Work to be completed. Each entry below must be repeated word for word.

Available data.
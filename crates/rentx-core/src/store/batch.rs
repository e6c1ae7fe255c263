//! Write primitives available inside a store transaction

use rusqlite::Connection;

use crate::db::{metadata, CarRepository, SqliteCarRepository, SqliteUserRepository, UserRepository};
use crate::error::Result;
use crate::models::{Car, ChangeSet, Checkpoint, LocalMutation, User};

/// Counts of what an applied change set touched
#[derive(Debug, Clone, Copy, Default, PartialEq, Eq)]
pub struct ApplyStats {
    pub cars_upserted: usize,
    pub cars_deleted: usize,
    pub users_upserted: usize,
    pub users_deleted: usize,
    /// Pulled user updates held back because a local edit is still queued
    pub users_kept_local: usize,
}

impl ApplyStats {
    #[must_use]
    pub const fn total(&self) -> usize {
        self.cars_upserted + self.cars_deleted + self.users_upserted + self.users_deleted
    }
}

/// Batch of writes executed inside one `SQLite` transaction
///
/// Obtained from [`LocalStore::write`](super::LocalStore::write); every call
/// lands or none do.
pub struct WriteBatch<'a> {
    conn: &'a Connection,
}

impl<'a> WriteBatch<'a> {
    pub(crate) const fn new(conn: &'a Connection) -> Self {
        Self { conn }
    }

    fn cars(&self) -> SqliteCarRepository<'a> {
        SqliteCarRepository::new(self.conn)
    }

    fn users(&self) -> SqliteUserRepository<'a> {
        SqliteUserRepository::new(self.conn)
    }

    pub fn upsert_car(&self, car: &Car) -> Result<()> {
        self.cars().upsert(car)
    }

    /// Enrich a car already in the replica; returns false when it is gone
    pub fn hydrate_car(&self, car: &Car) -> Result<bool> {
        self.cars().hydrate(car)
    }

    pub fn delete_car(&self, id: &str) -> Result<bool> {
        self.cars().delete(id)
    }

    pub fn user(&self, id: &str) -> Result<Option<User>> {
        self.users().get(id)
    }

    pub fn upsert_user(&self, user: &User) -> Result<()> {
        self.users().upsert(user)
    }

    pub fn delete_user(&self, id: &str) -> Result<bool> {
        self.users().delete(id)
    }

    pub fn set_checkpoint(&self, checkpoint: Checkpoint) -> Result<()> {
        metadata::set_checkpoint(self.conn, checkpoint)
    }

    pub fn pending_for(&self, user_id: &str) -> Result<Option<LocalMutation>> {
        self.users().pending_for(user_id)
    }

    pub fn queue_mutation(&self, user: &User) -> Result<LocalMutation> {
        self.users().queue_mutation(user)
    }

    pub fn clear_mutation(&self, mutation: &LocalMutation) -> Result<bool> {
        self.users()
            .clear_mutation(&mutation.record_id, mutation.revision)
    }

    /// Apply a pulled change set and advance the checkpoint
    ///
    /// Creates and updates are upserts and deletes of unknown ids are
    /// no-ops, so applying the same set twice leaves the same state.
    pub fn apply(&self, changes: &ChangeSet, latest: Checkpoint) -> Result<ApplyStats> {
        let mut stats = ApplyStats::default();

        for car in changes.cars.created.iter().chain(&changes.cars.updated) {
            self.upsert_car(car)?;
            stats.cars_upserted += 1;
        }
        for id in &changes.cars.deleted {
            if self.delete_car(id)? {
                stats.cars_deleted += 1;
            }
        }

        for user in changes.users.created.iter().chain(&changes.users.updated) {
            if self.pending_for(&user.id)?.is_some() {
                tracing::debug!("Keeping local edit of user {} over pulled version", user.id);
                stats.users_kept_local += 1;
                continue;
            }
            self.upsert_user(user)?;
            stats.users_upserted += 1;
        }
        for id in &changes.users.deleted {
            self.users().drop_mutation(id)?;
            if self.delete_user(id)? {
                stats.users_deleted += 1;
            }
        }

        self.set_checkpoint(latest)?;
        Ok(stats)
    }
}
//! Shared cross-platform state types.

use std::fmt;

/// Background sync status shown by clients.
#[derive(Clone, Copy, Debug, Default, PartialEq, Eq)]
pub enum SyncState {
    #[default]
    Offline,
    Syncing,
    Synced,
    Error,
}

impl fmt::Display for SyncState {
    fn fmt(&self, f: &mut fmt::Formatter<'_>) -> fmt::Result {
        f.write_str(match self {
            Self::Offline => "offline",
            Self::Syncing => "syncing",
            Self::Synced => "synced",
            Self::Error => "error",
        })
    }
}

Completed task.
filename crates/rentx-core/src/store/batch.rs
repository e6c1ae7fe255c263
//! Write primitives available inside a store transaction

use rusqlite::Connection;

use crate::db::{metadata, CarRepository, SqliteCarRepository, SqliteUserRepository, UserRepository};
use crate::error::Result;
use crate::models::{Car, ChangeSet, Checkpoint, LocalMutation, User};

/// Counts of what an applied change set touched
#[derive(Debug, Clone, Copy, Default, PartialEq, Eq)]
pub struct ApplyStats {
    pub cars_upserted: usize,
    pub cars_deleted: usize,
    pub users_upserted: usize,
    pub users_deleted: usize,
    /// Pulled user updates held back because a local edit is still queued
    pub users_kept_local: usize,
}

impl ApplyStats {
    #[must_use]
    pub const fn total(&self) -> usize {
        self.cars_upserted + self.cars_deleted + self.users_upserted + self.users_deleted
    }
}

/// Batch of writes executed inside one `SQLite` transaction
///
/// Obtained from [`LocalStore::write`](super::LocalStore::write); every call
/// lands or none do.
pub struct WriteBatch<'a> {
    conn: &'a Connection,
}

impl<'a> WriteBatch<'a> {
    pub(crate) const fn new(conn: &'a Connection) -> Self {
        Self { conn }
    }

    fn cars(&self) -> SqliteCarRepository<'a> {
        SqliteCarRepository::new(self.conn)
    }

    fn users(&self) -> SqliteUserRepository<'a> {
        SqliteUserRepository::new(self.conn)
    }

    pub fn upsert_car(&self, car: &Car) -> Result<()> {
        self.cars().upsert(car)
    }

    /// Enrich a car already in the replica; returns false when it is gone
    pub fn hydrate_car(&self, car: &Car) -> Result<bool> {
        self.cars().hydrate(car)
    }

    pub fn delete_car(&self, id: &str) -> Result<bool> {
        self.cars().delete(id)
    }

    pub fn user(&self, id: &str) -> Result<Option<User>> {
        self.users().get(id)
    }

    pub fn upsert_user(&self, user: &User) -> Result<()> {
        self.users().upsert(user)
    }

    pub fn delete_user(&self, id: &str) -> Result<bool> {
        self.users().delete(id)
    }

    pub fn set_checkpoint(&self, checkpoint: Checkpoint) -> Result<()> {
        metadata::set_checkpoint(self.conn, checkpoint)
    }

    pub fn pending_for(&self, user_id: &str) -> Result<Option<LocalMutation>> {
        self.users().pending_for(user_id)
    }

    pub fn queue_mutation(&self, user: &User) -> Result<LocalMutation> {
        self.users().queue_mutation(user)
    }

    pub fn clear_mutation(&self, mutation: &LocalMutation) -> Result<bool> {
        self.users()
            .clear_mutation(&mutation.record_id, mutation.revision)
    }

    /// Apply a pulled change set and advance the checkpoint
    ///
    /// Creates and updates are upserts and deletes of unknown ids are
    /// no-ops, so applying the same set twice leaves the same state.
    pub fn apply(&self, changes: &ChangeSet, latest: Checkpoint) -> Result<ApplyStats> {
        let mut stats = ApplyStats::default();

        for car in changes.cars.created.iter().chain(&changes.cars.updated) {
            self.upsert_car(car)?;
            stats.cars_upserted += 1;
        }
        for id in &changes.cars.deleted {
            if self.delete_car(id)? {
                stats.cars_deleted += 1;
            }
        }

        for user in changes.users.created.iter().chain(&changes.users.updated) {
            if self.pending_for(&user.id)?.is_some() {
                tracing::debug!("Keeping local edit of user {} over pulled version", user.id);
                stats.users_kept_local += 1;
                continue;
            }
            self.upsert_user(user)?;
            stats.users_upserted += 1;
        }
        for id in &changes.users.deleted {
            self.users().drop_mutation(id)?;
            if self.delete_user(id)? {
                stats.users_deleted += 1;
            }
        }

        self.set_checkpoint(latest)?;
        Ok(stats)
    }
}
//! Shared cross-platform state types.

use std::fmt;

/// Background sync status shown by clients.
#[derive(Clone, Copy, Debug, Default, PartialEq, Eq)]
pub enum SyncState {
    #[default]
    Offline,
    Syncing,
    Synced,
    Error,
}

impl fmt::Display for SyncState {
    fn fmt(&self, f: &mut fmt::Formatter<'_>) -> fmt::Result {
        f.write_str(match self {
            Self::Offline => "offline",
            Self::Syncing => "syncing",
            Self::Synced => "synced",
            Self::Error => "error",
        })
    }
}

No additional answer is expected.